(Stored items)
+++
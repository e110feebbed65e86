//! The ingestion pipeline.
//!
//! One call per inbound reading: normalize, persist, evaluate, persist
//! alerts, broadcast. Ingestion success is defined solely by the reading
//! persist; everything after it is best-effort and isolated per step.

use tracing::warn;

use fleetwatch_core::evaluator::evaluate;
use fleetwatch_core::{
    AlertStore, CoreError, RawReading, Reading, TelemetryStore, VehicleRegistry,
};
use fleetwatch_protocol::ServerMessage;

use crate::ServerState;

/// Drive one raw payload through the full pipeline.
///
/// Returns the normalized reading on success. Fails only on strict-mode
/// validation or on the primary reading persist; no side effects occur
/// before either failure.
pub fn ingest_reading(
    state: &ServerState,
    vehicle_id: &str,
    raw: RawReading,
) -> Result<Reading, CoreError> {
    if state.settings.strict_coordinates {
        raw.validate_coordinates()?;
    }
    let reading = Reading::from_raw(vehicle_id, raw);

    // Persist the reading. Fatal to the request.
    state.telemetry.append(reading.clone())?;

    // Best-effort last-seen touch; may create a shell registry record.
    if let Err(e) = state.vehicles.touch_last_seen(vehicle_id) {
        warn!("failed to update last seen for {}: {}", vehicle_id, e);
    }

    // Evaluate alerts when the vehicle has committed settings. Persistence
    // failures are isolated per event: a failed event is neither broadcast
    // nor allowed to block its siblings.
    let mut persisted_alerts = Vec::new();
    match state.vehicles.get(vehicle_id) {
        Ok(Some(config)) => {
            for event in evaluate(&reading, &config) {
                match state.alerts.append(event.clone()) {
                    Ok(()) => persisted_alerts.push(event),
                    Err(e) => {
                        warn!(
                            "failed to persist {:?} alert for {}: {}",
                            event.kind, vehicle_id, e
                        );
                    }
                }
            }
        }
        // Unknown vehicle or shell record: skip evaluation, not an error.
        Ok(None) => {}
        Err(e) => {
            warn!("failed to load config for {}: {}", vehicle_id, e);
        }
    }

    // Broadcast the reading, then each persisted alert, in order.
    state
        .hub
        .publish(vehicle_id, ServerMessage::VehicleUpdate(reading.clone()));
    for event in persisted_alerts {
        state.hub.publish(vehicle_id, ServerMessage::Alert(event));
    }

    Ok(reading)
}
+++
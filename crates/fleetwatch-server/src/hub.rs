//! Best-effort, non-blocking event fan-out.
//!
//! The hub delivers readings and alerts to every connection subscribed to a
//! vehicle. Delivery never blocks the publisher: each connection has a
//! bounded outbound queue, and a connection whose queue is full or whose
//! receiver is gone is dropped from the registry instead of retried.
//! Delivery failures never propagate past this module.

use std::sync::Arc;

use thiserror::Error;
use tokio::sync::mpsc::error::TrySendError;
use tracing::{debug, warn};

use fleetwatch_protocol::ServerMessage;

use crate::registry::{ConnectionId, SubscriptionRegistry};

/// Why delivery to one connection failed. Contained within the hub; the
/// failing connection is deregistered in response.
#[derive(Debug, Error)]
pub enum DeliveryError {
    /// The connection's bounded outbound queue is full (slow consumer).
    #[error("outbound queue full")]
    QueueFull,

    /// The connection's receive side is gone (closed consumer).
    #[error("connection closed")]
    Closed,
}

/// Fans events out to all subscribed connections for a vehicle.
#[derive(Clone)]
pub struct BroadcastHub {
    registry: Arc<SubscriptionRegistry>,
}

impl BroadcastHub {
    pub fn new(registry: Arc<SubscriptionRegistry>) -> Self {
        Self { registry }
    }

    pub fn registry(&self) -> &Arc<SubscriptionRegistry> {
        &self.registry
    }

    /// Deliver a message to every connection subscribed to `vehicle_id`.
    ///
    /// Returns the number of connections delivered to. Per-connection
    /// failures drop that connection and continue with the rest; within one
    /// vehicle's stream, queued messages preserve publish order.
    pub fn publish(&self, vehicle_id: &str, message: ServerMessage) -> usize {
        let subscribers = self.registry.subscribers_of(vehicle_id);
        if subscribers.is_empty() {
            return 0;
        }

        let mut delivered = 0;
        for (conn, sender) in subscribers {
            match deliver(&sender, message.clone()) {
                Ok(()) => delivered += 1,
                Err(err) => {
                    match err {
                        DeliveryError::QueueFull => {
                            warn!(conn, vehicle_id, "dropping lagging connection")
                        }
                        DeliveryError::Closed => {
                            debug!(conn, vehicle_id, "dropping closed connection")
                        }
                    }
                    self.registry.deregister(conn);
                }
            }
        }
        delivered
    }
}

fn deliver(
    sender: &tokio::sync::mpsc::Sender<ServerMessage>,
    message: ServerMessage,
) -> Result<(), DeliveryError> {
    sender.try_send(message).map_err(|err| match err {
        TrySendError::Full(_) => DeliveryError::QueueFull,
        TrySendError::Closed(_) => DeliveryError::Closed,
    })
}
+++
(Problem details) Using the entries above, return each line that includes the word "record".

(Answer below)
    // Best-effort last-seen touch; may create a shell registry record.
        // Unknown vehicle or shell record: skip evaluation, not an error.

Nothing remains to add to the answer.